Хакеры использовали 0Day в атаке на MSP-провайдера Kaseya, затронувшей сотни организаций по всему миру

На минувшей неделе мировое сообщество всколыхнуло известие о кибератаке на американского MSP-провайдера Kaseya, которую специалисты уже назвали крупнейшей в истории вымогательских атак.
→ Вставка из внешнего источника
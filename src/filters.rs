use std::collections::HashMap;

use axum::{
    async_trait,
    extract::{FromRequestParts, Query},
    http::request::Parts,
};
use serde::Serialize;
use time::{macros::format_description, Date};

use crate::{
    error::AppError,
    validator::{permitted_value, Validator},
};

const MAX_PAGE: i64 = 10_000_000;
const MAX_PAGE_SIZE: i64 = 100;

/// A sortable column of one resource.
///
/// `SAFELIST` is the exact set of accepted `sort` values; a leading `-` marks
/// descending order. Keys resolve to variants, and variants to `'static`
/// column names, so nothing from the request ever reaches the SQL text.
pub trait SortKey: Copy + Send + Sync + 'static {
    const SAFELIST: &'static [&'static str];
    const DEFAULT_SORT: &'static str;
    const DEFAULT_PAGE_SIZE: i64;
    /// Primary key variant; its column breaks ties in ascending order.
    const PRIMARY: Self;

    fn from_key(key: &str) -> Option<Self>;
    fn column(self) -> &'static str;
}

#[derive(Debug, Clone, Copy, PartialEq, Eq)]
pub enum SortDirection {
    Asc,
    Desc,
}

impl SortDirection {
    pub fn as_sql(self) -> &'static str {
        match self {
            SortDirection::Asc => "ASC",
            SortDirection::Desc => "DESC",
        }
    }
}

/// Page, page size and resolved sort for one list request.
#[derive(Debug, Clone, Copy)]
pub struct Filters<S> {
    pub page: i64,
    pub page_size: i64,
    pub sort: S,
    pub direction: SortDirection,
}

impl<S: SortKey> Filters<S> {
    /// Reads `page`, `page_size` and `sort` from the query string, recording
    /// every problem in `v`. The returned value is only meaningful when `v`
    /// is still valid.
    pub fn from_query(query: &QueryParams, v: &mut Validator) -> Self {
        let page = query.int("page", 1, v);
        let page_size = query.int("page_size", S::DEFAULT_PAGE_SIZE, v);
        let sort = query.string("sort", S::DEFAULT_SORT);
        Self::new(page, page_size, &sort, v)
    }

    pub fn new(page: i64, page_size: i64, sort: &str, v: &mut Validator) -> Self {
        v.check(page > 0, "page", "must be greater than zero");
        v.check(page <= MAX_PAGE, "page", "must be a maximum of 10 million");
        v.check(page_size > 0, "page_size", "must be greater than zero");
        v.check(page_size <= MAX_PAGE_SIZE, "page_size", "must be a maximum of 100");

        let resolved = if permitted_value(&sort, S::SAFELIST) {
            resolve::<S>(sort)
        } else {
            None
        };
        let (sort, direction) = match resolved {
            Some(pair) => pair,
            None => {
                v.add_error("sort", "invalid sort value");
                resolve::<S>(S::DEFAULT_SORT).unwrap_or((S::PRIMARY, SortDirection::Asc))
            }
        };

        Self {
            page,
            page_size,
            sort,
            direction,
        }
    }

    pub fn sort_column(&self) -> &'static str {
        self.sort.column()
    }

    pub fn sort_direction(&self) -> &'static str {
        self.direction.as_sql()
    }

    /// `ORDER BY` body: the requested column, then the primary key ascending.
    pub fn order_by(&self) -> String {
        format!(
            "{} {}, {} ASC",
            self.sort_column(),
            self.sort_direction(),
            S::PRIMARY.column()
        )
    }

    pub fn limit(&self) -> i64 {
        self.page_size
    }

    pub fn offset(&self) -> i64 {
        (self.page - 1) * self.page_size
    }
}

fn resolve<S: SortKey>(key: &str) -> Option<(S, SortDirection)> {
    match key.strip_prefix('-') {
        Some(column) => S::from_key(column).map(|s| (s, SortDirection::Desc)),
        None => S::from_key(key).map(|s| (s, SortDirection::Asc)),
    }
}

/// Pagination metadata attached to list responses.
#[derive(Debug, Clone, Copy, Default, PartialEq, Eq, Serialize)]
pub struct Metadata {
    pub current_page: i64,
    pub page_size: i64,
    pub first_page: i64,
    pub last_page: i64,
    pub total_records: i64,
}

impl Metadata {
    /// All zero when there is nothing to page through.
    pub fn calculate(total_records: i64, page: i64, page_size: i64) -> Self {
        if total_records <= 0 || page_size <= 0 {
            return Self::default();
        }
        Self {
            current_page: page,
            page_size,
            first_page: 1,
            last_page: (total_records + page_size - 1) / page_size,
            total_records,
        }
    }
}

/// Raw query string parameters with typed, validating accessors.
#[derive(Debug, Default, Clone)]
pub struct QueryParams(HashMap<String, String>);

impl QueryParams {
    pub fn string(&self, key: &str, default: &str) -> String {
        match self.0.get(key) {
            Some(value) if !value.is_empty() => value.clone(),
            _ => default.to_string(),
        }
    }

    pub fn int(&self, key: &str, default: i64, v: &mut Validator) -> i64 {
        match self.0.get(key) {
            Some(value) if !value.is_empty() => match value.parse::<i64>() {
                Ok(n) => n,
                Err(_) => {
                    v.add_error(key, "must be an integer value");
                    default
                }
            },
            _ => default,
        }
    }

    pub fn bool(&self, key: &str, v: &mut Validator) -> Option<bool> {
        match self.0.get(key).map(String::as_str) {
            None | Some("") => None,
            Some("true") => Some(true),
            Some("false") => Some(false),
            Some(_) => {
                v.add_error(key, "must be 'true' or 'false'");
                None
            }
        }
    }

    pub fn date(&self, key: &str, v: &mut Validator) -> Option<Date> {
        let format = format_description!("[year]-[month]-[day]");
        match self.0.get(key) {
            Some(value) if !value.is_empty() => match Date::parse(value, format) {
                Ok(date) => Some(date),
                Err(_) => {
                    v.add_error(key, "invalid date format");
                    None
                }
            },
            _ => None,
        }
    }
}

impl FromIterator<(String, String)> for QueryParams {
    fn from_iter<I: IntoIterator<Item = (String, String)>>(pairs: I) -> Self {
        Self(pairs.into_iter().collect())
    }
}

#[async_trait]
impl<S> FromRequestParts<S> for QueryParams
where
    S: Send + Sync,
{
    type Rejection = AppError;

    async fn from_request_parts(parts: &mut Parts, state: &S) -> Result<Self, Self::Rejection> {
        let Query(map) = Query::<HashMap<String, String>>::from_request_parts(parts, state)
            .await
            .map_err(|e| AppError::BadRequest(e.body_text()))?;
        Ok(Self(map))
    }
}

#[cfg(test)]
mod tests {
    use super::*;

    #[derive(Debug, Clone, Copy, PartialEq, Eq)]
    enum TestSort {
        Id,
        Name,
    }

    impl SortKey for TestSort {
        const SAFELIST: &'static [&'static str] = &["id", "name", "-id", "-name"];
        const DEFAULT_SORT: &'static str = "id";
        const DEFAULT_PAGE_SIZE: i64 = 15;
        const PRIMARY: Self = Self::Id;

        fn from_key(key: &str) -> Option<Self> {
            match key {
                "id" => Some(Self::Id),
                "name" => Some(Self::Name),
                _ => None,
            }
        }

        fn column(self) -> &'static str {
            match self {
                Self::Id => "test_id",
                Self::Name => "name",
            }
        }
    }

    fn params(pairs: &[(&str, &str)]) -> QueryParams {
        pairs
            .iter()
            .map(|(k, v)| (k.to_string(), v.to_string()))
            .collect()
    }

    fn parse(pairs: &[(&str, &str)]) -> (Filters<TestSort>, Validator) {
        let query = params(pairs);
        let mut v = Validator::new();
        let filters = Filters::<TestSort>::from_query(&query, &mut v);
        (filters, v)
    }

    #[test]
    fn defaults_apply_when_absent() {
        let (f, v) = parse(&[]);
        assert!(v.valid());
        assert_eq!(f.page, 1);
        assert_eq!(f.page_size, 15);
        assert_eq!(f.sort, TestSort::Id);
        assert_eq!(f.direction, SortDirection::Asc);
    }

    #[test]
    fn descending_prefix_is_stripped() {
        let (f, v) = parse(&[("sort", "-name")]);
        assert!(v.valid());
        assert_eq!(f.sort_column(), "name");
        assert_eq!(f.sort_direction(), "DESC");
        assert_eq!(f.order_by(), "name DESC, test_id ASC");
    }

    #[test]
    fn key_maps_to_column_name() {
        let (f, _) = parse(&[("sort", "id")]);
        assert_eq!(f.sort_column(), "test_id");
        assert_eq!(f.sort_direction(), "ASC");
    }

    #[test]
    fn unknown_sort_key_is_rejected() {
        let (_, v) = parse(&[("sort", "name; DROP TABLE users")]);
        assert_eq!(v.errors()["sort"], "invalid sort value");
    }

    #[test]
    fn resolvable_key_outside_safelist_is_rejected() {
        let query = params(&[("sort", "--id")]);
        let mut v = Validator::new();
        let _ = Filters::<TestSort>::from_query(&query, &mut v);
        assert_eq!(v.errors()["sort"], "invalid sort value");
    }

    #[test]
    fn non_integer_page_is_a_field_error() {
        let (_, v) = parse(&[("page", "notint")]);
        assert_eq!(v.errors()["page"], "must be an integer value");
    }

    #[test]
    fn page_and_page_size_bounds() {
        let (_, v) = parse(&[("page", "0"), ("page_size", "101")]);
        assert_eq!(v.errors()["page"], "must be greater than zero");
        assert_eq!(v.errors()["page_size"], "must be a maximum of 100");

        let (_, v) = parse(&[("page", "10000001"), ("page_size", "0")]);
        assert_eq!(v.errors()["page"], "must be a maximum of 10 million");
        assert_eq!(v.errors()["page_size"], "must be greater than zero");
    }

    #[test]
    fn offset_follows_page_arithmetic() {
        for page in [1_i64, 2, 7, 500] {
            for page_size in [1_i64, 15, 20, 100] {
                let mut v = Validator::new();
                let f = Filters::<TestSort>::new(page, page_size, "id", &mut v);
                assert!(v.valid());
                assert_eq!(f.limit(), page_size);
                assert_eq!(f.offset(), (page - 1) * page_size);
            }
        }
    }

    #[test]
    fn metadata_for_empty_result_is_zeroed() {
        assert_eq!(Metadata::calculate(0, 3, 20), Metadata::default());
    }

    #[test]
    fn metadata_rounds_last_page_up() {
        let m = Metadata::calculate(41, 2, 20);
        assert_eq!(m.current_page, 2);
        assert_eq!(m.page_size, 20);
        assert_eq!(m.first_page, 1);
        assert_eq!(m.last_page, 3);
        assert_eq!(m.total_records, 41);
        assert_eq!(Metadata::calculate(40, 1, 20).last_page, 2);
    }

    #[test]
    fn bool_and_date_parameters() {
        let query = params(&[
            ("done", "true"),
            ("open", "false"),
            ("bad", "yes"),
            ("when", "2025-01-31"),
            ("never", "31/01/2025"),
        ]);
        let mut v = Validator::new();
        assert_eq!(query.bool("done", &mut v), Some(true));
        assert_eq!(query.bool("open", &mut v), Some(false));
        assert_eq!(query.bool("missing", &mut v), None);
        assert_eq!(query.bool("bad", &mut v), None);
        assert!(query.date("when", &mut v).is_some());
        assert!(query.date("never", &mut v).is_none());
        assert_eq!(v.errors()["bad"], "must be 'true' or 'false'");
        assert_eq!(v.errors()["never"], "invalid date format");
    }
}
Виновником инцидента, затронувшего сотни компаний, использующих программное обеспечение Kaseya, является известная вымогательская группировка REvil, потребовавшая $70 млн в биткойнах за универсальный декриптор для разблокировки всех зашифрованных систем.

На своем сайте в даркнете хакеры заявили, что заразили программой-вымогателем более 1 млн систем.

Изначально предполагалось, что операторы REvil могли получить доступ к бэкенд-инфраструктуре Kaseya и использовать ее для распространения вредоносного обновления и установки вымогателя на VSA-серверах, работающих в сетях клиентов компании.

Однако по данным специалистов нидерландской некоммерческой организации DIVD (Dutch Institute for Vulnerability Disclosure), атакующие проэксплуатировали ранее неизвестную уязвимость (0Day) в сервере Kaseya VSA. По словам главы DIVD Виктора Геверса (Victor Gevers), Kaseya находилась в процессе исправления уязвимости (CVE-2021-30116), когда подверглась атаке.

Геверс отказался раскрывать подробности об уязвимости, однако специалисты компании Huntress Labs, одной из первых сообщивших об инциденте, отметили , что по некоторым признакам речь идет об уязвимости обхода аутентификации в web-интерфейсе VSA. Судя по всему, атакующие использовали ее для обхода авторизации на web-панели VSA, а затем выполнили SQL-команды на устройствах VSA для установки вымогательского ПО на всех подключенных клиентах.

Представители Kaseya отказались комментировать ситуацию в связи с ведущимся расследованием, однако компания сообщила , что выявила уязвимость и готовит исправление. Кроме того, провайдер предоставил своим клиентам новый инструмент под названием Compromise Detection Tool для проверки серверов на предмет взлома.

По данным DIVD, из 2 200 VSA-серверов, видимых в интернете на момент атаки, подключенными остаются менее 140.

В выходные специалисты ИБ-компании ESET зафиксировали всплеск заражений вымогательским ПО REvil, которые они связывают с инцидентом Kaseya. Как сообщили в компании, основная масса заражений приходится на Великобританию, Южную Африку, Германию и США.